▸ WORK TO BE COMPLETED
Pull out from the material below all lines with "InvalidUrl".

▸ RECORDS PROVIDED
+++

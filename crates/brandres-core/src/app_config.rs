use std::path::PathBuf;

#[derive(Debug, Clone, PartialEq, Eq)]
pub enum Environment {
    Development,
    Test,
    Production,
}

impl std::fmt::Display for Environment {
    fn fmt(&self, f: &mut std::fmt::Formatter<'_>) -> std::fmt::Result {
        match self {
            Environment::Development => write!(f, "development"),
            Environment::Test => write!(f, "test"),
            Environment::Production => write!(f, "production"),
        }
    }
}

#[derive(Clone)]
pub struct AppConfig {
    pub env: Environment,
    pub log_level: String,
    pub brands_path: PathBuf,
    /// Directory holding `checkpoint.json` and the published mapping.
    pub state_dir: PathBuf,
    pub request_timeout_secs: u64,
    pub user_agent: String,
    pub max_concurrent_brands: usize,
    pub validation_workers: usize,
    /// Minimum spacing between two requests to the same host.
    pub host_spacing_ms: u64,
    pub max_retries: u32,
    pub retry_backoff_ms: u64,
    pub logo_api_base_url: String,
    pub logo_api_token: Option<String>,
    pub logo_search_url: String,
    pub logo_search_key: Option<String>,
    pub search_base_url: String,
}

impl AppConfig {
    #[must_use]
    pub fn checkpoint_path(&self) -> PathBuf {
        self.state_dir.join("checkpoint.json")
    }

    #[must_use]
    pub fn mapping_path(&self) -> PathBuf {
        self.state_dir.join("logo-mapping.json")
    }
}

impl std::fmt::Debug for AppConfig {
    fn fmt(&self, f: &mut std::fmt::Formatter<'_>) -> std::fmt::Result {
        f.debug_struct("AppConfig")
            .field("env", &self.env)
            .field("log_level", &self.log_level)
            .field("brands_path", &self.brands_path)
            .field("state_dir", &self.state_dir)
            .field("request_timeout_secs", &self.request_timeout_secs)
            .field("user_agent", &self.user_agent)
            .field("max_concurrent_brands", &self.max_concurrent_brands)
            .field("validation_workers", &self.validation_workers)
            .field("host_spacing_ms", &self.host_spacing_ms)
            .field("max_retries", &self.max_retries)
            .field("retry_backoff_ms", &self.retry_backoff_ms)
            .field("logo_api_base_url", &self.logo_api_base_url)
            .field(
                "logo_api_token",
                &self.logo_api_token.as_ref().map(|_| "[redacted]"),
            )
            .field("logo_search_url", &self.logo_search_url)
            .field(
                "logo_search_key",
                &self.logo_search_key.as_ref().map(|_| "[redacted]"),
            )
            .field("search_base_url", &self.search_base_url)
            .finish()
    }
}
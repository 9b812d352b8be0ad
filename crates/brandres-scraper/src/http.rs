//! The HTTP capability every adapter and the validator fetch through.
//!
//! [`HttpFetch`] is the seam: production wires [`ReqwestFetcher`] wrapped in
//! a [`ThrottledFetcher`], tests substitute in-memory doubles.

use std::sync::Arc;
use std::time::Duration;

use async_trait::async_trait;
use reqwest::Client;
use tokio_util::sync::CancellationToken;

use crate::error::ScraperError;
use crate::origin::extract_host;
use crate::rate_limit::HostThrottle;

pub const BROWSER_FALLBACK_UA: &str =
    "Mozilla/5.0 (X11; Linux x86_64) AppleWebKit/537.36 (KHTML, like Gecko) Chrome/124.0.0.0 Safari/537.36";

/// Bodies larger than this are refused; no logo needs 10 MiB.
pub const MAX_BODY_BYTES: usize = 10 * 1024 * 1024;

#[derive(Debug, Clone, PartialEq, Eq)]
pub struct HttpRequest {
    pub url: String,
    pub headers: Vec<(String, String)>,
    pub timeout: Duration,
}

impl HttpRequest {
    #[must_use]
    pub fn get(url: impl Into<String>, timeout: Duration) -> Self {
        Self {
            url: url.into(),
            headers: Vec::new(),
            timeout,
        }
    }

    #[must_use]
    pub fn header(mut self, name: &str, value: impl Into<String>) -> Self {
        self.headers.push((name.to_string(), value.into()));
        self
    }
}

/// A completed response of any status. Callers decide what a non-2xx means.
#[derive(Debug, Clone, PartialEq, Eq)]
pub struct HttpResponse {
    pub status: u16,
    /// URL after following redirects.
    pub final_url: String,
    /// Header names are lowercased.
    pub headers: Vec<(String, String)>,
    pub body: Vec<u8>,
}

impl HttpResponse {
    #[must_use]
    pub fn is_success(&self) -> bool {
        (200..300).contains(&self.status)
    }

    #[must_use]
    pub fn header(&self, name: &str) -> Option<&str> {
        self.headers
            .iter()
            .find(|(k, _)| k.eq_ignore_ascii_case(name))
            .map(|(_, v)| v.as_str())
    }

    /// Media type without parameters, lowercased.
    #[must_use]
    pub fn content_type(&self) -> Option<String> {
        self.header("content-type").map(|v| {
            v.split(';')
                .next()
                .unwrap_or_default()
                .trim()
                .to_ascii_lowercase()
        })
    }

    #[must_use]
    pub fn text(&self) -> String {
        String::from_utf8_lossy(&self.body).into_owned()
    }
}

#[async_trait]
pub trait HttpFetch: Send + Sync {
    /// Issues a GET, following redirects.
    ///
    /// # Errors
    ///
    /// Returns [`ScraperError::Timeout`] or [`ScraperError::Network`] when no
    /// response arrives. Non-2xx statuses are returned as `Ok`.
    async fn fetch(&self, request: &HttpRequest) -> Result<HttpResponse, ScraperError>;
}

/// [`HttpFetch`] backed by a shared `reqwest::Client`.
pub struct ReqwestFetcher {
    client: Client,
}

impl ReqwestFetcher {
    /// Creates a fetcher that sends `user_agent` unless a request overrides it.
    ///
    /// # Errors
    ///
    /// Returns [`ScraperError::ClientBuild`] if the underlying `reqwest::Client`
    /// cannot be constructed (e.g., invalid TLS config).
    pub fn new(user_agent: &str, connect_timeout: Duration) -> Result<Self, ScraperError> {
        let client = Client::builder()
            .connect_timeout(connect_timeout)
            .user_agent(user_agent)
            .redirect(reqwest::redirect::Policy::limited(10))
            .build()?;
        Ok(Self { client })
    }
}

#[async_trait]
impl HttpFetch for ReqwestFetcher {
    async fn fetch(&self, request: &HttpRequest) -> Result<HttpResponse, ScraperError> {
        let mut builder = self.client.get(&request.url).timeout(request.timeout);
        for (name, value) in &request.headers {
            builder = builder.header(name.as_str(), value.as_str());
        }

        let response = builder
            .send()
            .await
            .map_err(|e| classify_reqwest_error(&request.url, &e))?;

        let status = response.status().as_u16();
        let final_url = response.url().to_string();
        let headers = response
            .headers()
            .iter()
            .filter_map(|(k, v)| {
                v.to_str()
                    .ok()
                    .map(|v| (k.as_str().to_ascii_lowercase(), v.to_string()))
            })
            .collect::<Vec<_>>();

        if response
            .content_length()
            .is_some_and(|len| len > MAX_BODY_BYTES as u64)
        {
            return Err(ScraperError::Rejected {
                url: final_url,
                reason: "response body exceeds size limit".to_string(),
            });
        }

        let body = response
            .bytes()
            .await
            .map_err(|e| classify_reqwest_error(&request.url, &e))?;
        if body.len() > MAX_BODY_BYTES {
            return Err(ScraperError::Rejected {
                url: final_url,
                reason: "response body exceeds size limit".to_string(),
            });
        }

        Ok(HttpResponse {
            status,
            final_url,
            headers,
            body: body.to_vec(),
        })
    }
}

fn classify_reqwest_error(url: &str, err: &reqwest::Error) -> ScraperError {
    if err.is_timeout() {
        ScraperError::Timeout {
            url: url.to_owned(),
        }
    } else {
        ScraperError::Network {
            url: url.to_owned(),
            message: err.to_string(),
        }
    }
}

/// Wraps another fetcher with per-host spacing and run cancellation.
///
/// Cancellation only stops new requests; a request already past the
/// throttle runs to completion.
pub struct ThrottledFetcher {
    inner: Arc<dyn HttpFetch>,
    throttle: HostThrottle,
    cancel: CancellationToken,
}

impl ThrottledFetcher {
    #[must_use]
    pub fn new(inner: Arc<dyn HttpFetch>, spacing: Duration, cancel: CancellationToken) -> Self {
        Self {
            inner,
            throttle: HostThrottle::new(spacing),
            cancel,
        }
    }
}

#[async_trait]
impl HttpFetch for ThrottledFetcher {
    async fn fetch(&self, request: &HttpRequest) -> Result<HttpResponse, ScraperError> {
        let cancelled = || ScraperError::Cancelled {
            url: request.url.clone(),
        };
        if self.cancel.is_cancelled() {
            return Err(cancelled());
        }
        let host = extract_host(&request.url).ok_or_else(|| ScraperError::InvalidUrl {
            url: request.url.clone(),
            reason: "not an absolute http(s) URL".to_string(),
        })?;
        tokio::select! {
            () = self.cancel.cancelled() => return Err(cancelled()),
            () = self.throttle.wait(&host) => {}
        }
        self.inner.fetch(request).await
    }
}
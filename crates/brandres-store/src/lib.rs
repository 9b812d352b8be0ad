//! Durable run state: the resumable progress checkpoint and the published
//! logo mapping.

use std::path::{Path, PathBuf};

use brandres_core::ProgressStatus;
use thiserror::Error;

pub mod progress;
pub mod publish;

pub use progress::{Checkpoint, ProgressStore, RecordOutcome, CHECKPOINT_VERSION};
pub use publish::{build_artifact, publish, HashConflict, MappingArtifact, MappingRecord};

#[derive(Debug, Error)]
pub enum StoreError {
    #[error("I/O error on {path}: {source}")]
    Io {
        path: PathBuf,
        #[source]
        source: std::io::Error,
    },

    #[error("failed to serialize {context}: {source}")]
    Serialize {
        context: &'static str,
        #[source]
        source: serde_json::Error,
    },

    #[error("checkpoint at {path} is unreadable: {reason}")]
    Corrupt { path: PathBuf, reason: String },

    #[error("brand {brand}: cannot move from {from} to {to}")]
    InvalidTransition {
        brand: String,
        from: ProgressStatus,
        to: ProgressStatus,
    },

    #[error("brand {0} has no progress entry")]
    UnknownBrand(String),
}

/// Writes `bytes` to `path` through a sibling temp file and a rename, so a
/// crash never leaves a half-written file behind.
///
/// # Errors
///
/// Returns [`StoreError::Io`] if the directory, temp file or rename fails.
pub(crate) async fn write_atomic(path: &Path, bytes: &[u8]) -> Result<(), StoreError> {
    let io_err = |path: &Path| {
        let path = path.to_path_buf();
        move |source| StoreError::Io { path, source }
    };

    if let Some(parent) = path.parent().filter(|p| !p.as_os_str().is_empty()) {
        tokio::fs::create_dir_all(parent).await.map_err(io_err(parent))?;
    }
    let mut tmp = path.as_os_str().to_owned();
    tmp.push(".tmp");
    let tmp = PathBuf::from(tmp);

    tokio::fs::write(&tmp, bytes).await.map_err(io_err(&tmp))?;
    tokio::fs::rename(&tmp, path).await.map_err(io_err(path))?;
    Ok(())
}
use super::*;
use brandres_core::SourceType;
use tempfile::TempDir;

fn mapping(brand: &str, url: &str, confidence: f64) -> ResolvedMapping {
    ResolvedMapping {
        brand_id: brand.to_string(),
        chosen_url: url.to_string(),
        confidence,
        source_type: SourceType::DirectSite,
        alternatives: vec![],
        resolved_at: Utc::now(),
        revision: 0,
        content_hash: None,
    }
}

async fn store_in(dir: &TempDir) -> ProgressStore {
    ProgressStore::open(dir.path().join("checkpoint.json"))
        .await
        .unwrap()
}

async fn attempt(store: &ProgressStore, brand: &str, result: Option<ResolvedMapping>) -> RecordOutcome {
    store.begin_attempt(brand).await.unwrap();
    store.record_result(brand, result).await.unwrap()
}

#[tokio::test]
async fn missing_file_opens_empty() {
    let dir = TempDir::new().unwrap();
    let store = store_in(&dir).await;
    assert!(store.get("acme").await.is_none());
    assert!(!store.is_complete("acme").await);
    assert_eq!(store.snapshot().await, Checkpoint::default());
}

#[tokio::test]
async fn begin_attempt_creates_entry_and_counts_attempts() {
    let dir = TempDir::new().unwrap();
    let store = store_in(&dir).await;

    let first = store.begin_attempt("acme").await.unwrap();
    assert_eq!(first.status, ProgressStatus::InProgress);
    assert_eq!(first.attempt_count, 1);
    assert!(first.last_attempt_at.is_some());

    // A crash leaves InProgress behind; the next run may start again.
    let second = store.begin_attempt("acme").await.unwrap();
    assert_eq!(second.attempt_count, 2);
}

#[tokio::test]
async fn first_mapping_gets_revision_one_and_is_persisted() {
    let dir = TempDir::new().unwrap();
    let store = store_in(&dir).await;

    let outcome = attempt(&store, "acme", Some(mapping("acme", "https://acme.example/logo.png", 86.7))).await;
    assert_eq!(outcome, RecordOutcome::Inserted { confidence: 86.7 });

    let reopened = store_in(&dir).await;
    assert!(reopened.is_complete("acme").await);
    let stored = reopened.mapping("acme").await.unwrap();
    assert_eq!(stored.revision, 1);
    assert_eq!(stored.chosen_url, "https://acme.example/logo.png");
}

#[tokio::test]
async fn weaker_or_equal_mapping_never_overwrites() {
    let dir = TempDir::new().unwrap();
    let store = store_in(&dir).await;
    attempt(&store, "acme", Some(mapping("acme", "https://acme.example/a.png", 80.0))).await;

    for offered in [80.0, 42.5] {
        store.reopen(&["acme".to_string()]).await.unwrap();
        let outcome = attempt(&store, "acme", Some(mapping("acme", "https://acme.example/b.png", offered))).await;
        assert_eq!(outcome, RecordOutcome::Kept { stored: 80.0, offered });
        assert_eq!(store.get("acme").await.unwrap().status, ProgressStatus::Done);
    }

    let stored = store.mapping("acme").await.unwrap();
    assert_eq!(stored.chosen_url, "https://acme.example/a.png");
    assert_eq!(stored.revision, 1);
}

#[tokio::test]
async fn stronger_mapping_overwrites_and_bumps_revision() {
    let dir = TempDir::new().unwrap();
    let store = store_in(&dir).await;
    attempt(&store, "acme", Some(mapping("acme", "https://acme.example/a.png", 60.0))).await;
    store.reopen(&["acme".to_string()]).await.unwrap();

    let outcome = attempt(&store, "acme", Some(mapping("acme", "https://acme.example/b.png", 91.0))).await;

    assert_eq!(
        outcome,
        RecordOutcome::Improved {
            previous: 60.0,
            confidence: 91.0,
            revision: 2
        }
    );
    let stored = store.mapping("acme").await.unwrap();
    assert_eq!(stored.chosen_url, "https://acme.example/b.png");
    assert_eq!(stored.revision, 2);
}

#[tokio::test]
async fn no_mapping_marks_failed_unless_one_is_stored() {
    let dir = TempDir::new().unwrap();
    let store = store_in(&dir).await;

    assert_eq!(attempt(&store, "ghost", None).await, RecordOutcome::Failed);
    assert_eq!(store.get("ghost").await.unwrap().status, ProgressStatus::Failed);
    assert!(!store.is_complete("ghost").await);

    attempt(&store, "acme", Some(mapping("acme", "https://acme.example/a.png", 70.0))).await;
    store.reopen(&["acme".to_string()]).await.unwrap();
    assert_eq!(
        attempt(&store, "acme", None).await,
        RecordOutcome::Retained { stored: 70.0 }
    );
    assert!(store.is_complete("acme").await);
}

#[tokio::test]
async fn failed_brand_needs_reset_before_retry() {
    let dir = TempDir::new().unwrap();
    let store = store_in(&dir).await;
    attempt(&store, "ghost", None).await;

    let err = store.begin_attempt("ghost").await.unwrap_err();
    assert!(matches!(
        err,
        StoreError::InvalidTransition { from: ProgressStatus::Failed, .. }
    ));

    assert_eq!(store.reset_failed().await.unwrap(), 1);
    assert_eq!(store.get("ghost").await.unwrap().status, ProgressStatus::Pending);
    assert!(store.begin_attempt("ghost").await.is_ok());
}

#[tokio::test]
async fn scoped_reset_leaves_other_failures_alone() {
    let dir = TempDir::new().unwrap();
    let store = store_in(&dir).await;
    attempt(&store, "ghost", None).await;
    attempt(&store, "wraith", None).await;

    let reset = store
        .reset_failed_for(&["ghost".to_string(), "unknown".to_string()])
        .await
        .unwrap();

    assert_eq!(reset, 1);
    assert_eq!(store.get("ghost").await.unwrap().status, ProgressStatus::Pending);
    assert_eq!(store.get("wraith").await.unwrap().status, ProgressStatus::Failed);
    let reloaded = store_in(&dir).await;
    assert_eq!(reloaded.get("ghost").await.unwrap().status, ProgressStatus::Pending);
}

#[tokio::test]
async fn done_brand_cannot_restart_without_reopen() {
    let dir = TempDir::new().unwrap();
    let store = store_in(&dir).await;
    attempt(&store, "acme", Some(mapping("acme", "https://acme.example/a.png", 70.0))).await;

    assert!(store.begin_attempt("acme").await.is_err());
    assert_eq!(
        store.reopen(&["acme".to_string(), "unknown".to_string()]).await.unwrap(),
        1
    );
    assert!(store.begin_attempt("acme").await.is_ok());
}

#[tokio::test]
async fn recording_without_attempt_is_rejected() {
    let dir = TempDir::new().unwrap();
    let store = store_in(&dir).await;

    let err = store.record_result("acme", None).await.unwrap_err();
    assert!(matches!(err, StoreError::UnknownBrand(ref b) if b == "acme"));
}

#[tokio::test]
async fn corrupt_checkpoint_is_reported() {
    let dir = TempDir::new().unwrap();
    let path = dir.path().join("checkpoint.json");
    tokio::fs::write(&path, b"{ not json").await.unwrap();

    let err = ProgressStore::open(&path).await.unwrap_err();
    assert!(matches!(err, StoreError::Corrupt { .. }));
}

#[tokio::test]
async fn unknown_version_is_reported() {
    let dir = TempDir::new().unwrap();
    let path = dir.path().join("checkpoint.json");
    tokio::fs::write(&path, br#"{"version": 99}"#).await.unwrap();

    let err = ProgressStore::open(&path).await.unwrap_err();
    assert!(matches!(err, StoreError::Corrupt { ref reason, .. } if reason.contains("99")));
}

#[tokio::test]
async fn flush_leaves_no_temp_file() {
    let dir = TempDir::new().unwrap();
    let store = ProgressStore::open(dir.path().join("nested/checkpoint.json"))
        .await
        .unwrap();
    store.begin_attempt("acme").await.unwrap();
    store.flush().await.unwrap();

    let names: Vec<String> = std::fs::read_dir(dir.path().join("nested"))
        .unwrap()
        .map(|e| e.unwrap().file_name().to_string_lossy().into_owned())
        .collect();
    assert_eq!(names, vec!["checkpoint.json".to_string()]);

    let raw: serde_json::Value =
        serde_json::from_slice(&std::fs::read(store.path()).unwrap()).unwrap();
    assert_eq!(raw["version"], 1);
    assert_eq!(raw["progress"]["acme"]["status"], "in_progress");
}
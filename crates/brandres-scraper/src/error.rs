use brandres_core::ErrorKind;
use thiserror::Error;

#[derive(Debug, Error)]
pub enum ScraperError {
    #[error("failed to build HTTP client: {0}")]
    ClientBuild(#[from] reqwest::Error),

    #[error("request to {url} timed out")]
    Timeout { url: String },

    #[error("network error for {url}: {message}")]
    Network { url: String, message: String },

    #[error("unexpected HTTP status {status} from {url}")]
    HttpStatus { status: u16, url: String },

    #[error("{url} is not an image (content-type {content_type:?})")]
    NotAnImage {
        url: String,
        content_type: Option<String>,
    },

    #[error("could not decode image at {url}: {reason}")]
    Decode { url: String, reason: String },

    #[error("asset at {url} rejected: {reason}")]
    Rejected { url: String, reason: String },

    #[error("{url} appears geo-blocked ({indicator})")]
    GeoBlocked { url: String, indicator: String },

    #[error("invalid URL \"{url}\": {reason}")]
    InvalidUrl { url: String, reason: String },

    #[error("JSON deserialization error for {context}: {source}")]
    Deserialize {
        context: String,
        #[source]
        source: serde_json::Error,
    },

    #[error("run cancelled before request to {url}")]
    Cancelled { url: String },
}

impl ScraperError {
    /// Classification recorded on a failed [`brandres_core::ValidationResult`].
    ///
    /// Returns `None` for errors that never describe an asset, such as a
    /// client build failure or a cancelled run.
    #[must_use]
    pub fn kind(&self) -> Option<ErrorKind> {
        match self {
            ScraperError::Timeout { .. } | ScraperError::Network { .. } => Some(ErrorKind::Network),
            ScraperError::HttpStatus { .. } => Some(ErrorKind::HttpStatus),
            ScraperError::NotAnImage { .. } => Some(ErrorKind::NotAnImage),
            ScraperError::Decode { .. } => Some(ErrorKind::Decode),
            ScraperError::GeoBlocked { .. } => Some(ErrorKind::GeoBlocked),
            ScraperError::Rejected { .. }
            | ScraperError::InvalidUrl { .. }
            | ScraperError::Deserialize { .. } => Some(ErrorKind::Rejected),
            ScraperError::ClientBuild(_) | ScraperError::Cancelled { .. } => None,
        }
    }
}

+++

▸ REPLY
        let host = extract_host(&request.url).ok_or_else(|| ScraperError::InvalidUrl {
    InvalidUrl { url: String, reason: String },
            | ScraperError::InvalidUrl { .. }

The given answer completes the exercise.